Saudi Crown Prince Mohammed bin Salman meets with a delegation of U.S. evangelical Christian leaders in Riyadh, Saudi Arabia, in November.
Bandar Algaloud
Courtesy of Saudi Royal Court/Handout via Reuters
Saudi Crown Prince Mohammed bin Salman meets with a delegation of U.S. evangelical Christian leaders in Riyadh, Saudi Arabia, in November.

In recent months, evangelical Christian leaders have been traveling to the Middle East to meet with rulers of Islamic countries and with Muslim clergy.

The participants say the meetings — especially one they had in November with Saudi Crown Prince Mohammed bin Salman — are unprecedented, and aimed at promoting religious freedom in the region.

Johnnie Moore, a public relations consultant and a former vice president of Liberty University, has been on many of the trips. He says they are not about easing the way for Christian missionaries, as some critics allege.

"All we want is for what it was like when the Prophet Muhammad himself was alive, which was a very pluralistic region," he says. "There were Christians and Jews, there were synagogues and there were churches."

The evangelicals have also had audiences with Sheikh Mohamed bin Zayed al Nahyan of the United Arab Emirates, President Abdel Fattah al-Sisi of Egypt and King Abdullah of Jordan.

Moore, whom President Trump appointed last May to the U.S. Commission on International Religious Freedom, says he's impressed with the faith of the Muslims he's met.

"As a devout evangelical Christian, I believe what the New Testament says. Jesus is my savior," Moore says. "But every time an imam or a leader of a Muslim nation — when they begin a speech, and they say, 'In the name of God, the compassionate, and the merciful,' that speaks to me!' "

Other evangelicals on the trips include former U.S. Congresswoman Michele Bachman; Jerry A. Johnson, president and CEO of National Religious Broadcasters; and Michael Little, former president and COO of The Christian Broadcasting Network.

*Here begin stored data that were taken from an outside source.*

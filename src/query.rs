use crate::terms::normalize;

/// A raw query split into exact and fuzzy needles.
#[derive(Debug, Clone, Default, PartialEq, Eq)]
pub struct ParsedQuery {
    /// Stemmed words looked up verbatim in a document's vocabulary.
    pub exact: Vec<String>,
    /// Words written between `*` markers, kept as typed.
    pub fuzzy: Vec<String>,
}

impl ParsedQuery {
    pub fn is_empty(&self) -> bool {
        self.exact.is_empty() && self.fuzzy.is_empty()
    }
}

/// Split a raw query into exact and fuzzy needles.
///
/// Plain words become exact needles after stemming. A word opened with
/// `*` is fuzzy until the next `*`; if no closing `*` follows before the
/// word ends, the fuzzy span stays open and every later word is fuzzy
/// as well. Never fails: unbalanced markers just make the rest of the
/// query fuzzy.
///
/// # Examples
///
/// ```
/// use docseek::query::parse_query;
///
/// let parsed = parse_query("cats *dg*");
/// assert_eq!(parsed.exact, vec!["cat"]);
/// assert_eq!(parsed.fuzzy, vec!["dg"]);
/// ```
pub fn parse_query(raw: &str) -> ParsedQuery {
    let chars: Vec<char> = raw.chars().collect();
    let mut parsed = ParsedQuery::default();
    let mut inside_fuzzy = false;
    let mut i = 0;

    while i < chars.len() {
        let ch = chars[i];
        if !ch.is_alphabetic() && ch != '*' {
            i += 1;
            continue;
        }

        if inside_fuzzy || ch == '*' {
            if !inside_fuzzy {
                // opening marker
                i += 1;
            }
            inside_fuzzy = true;

            let mut token = String::new();
            while let Some(&c) = chars.get(i) {
                if c == '*' {
                    inside_fuzzy = false;
                    i += 1;
                    break;
                }
                if !c.is_alphabetic() {
                    break;
                }
                token.push(c);
                i += 1;
            }

            if !token.is_empty() {
                parsed.fuzzy.push(token);
            }
        } else {
            let start = i;
            while i < chars.len() && chars[i].is_alphabetic() {
                i += 1;
            }
            let word: String = chars[start..i].iter().collect();
            parsed.exact.push(normalize(&word));
        }
    }

    parsed
}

Larry Ross, who was Billy Graham's spokesman for more than three decades, recalls that the late preacher often met leaders of other faiths when he was on what he called international crusades.

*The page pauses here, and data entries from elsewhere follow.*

use std::path::Path;

use scraper::{Html, Node};

use crate::error::{Error, Result};

/// Extensions parsed as markup rather than read verbatim.
const MARKUP_EXTENSIONS: &[&str] = &["html", "htm", "xhtml", "xml"];

/// Elements whose text is never indexed.
const SKIPPED_ELEMENTS: &[&str] = &["script", "style"];

/// Turns a file into the plain text that gets indexed.
pub trait Extractor: Send + Sync {
    fn extract(&self, path: &Path) -> Result<String>;
}

/// Reads UTF-8 files from disk, stripping tags from markup files.
#[derive(Debug, Clone, Copy, Default)]
pub struct FileExtractor;

impl Extractor for FileExtractor {
    fn extract(&self, path: &Path) -> Result<String> {
        let content =
            std::fs::read_to_string(path).map_err(|e| Error::Extraction {
                path: path.to_path_buf(),
                reason: e.to_string(),
            })?;

        if is_markup(path) {
            Ok(text_from_html(&content))
        } else {
            Ok(content)
        }
    }
}

fn is_markup(path: &Path) -> bool {
    path.extension()
        .and_then(|ext| ext.to_str())
        .is_some_and(|ext| {
            MARKUP_EXTENSIONS.contains(&ext.to_ascii_lowercase().as_str())
        })
}

/// Collect the text nodes of an HTML document, separated by spaces.
///
/// Contents of `<script>` and `<style>` are dropped.
pub fn text_from_html(html: &str) -> String {
    let document = Html::parse_document(html);
    let mut text = String::new();

    for node in document.tree.nodes() {
        let Node::Text(fragment) = node.value() else {
            continue;
        };

        let skipped = node
            .parent()
            .and_then(|parent| parent.value().as_element())
            .is_some_and(|el| SKIPPED_ELEMENTS.contains(&el.name()));
        if skipped {
            continue;
        }

        let trimmed = fragment.trim();
        if !trimmed.is_empty() {
            if !text.is_empty() {
                text.push(' ');
            }
            text.push_str(trimmed);
        }
    }

    text
}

"He didn't preach, he didn't proselytize. He just loved them," says Ross, who has also been meeting the Muslim leaders. "And so I think that this is very similar."

The U.S. evangelicals' meetings come amid a relative thaw in relations between Saudi Arabia and other Sunni Muslim countries on the one hand and Israel on the other, all of whom view Iran as a serious threat.

When the evangelicals were in the United Arab Emirates, the Israeli national anthem was played at a judo tournament won by an Israeli competitor. That was viewed by many in the U.S. delegation as a sign of change in the region. It was also enthusiastically highlighted by the reporter covering the visit for the Christian Broadcasting Network, in a story titled "Freedom Is Unfolding in This Arab Country."

Beyond religious freedom

But John Fea, a history professor at Messiah College in Pennsylvania, says religious freedom is not the only thing on the minds of the evangelicals.

These pro-Trump evangelicals tend to see religious freedom as more important than these other injustices at this moment.

"All of these people have a deep and vested interest in what happens to Israel," he says. "They are all operating under a particular form of Christian theology that privileges a future place for Israel in a sort of end times prophecy."

According to that set of beliefs, Israel's establishment in 1948 was a harbinger of the Second Coming of Jesus — and any development that strengthens the Jewish state could make it happen sooner.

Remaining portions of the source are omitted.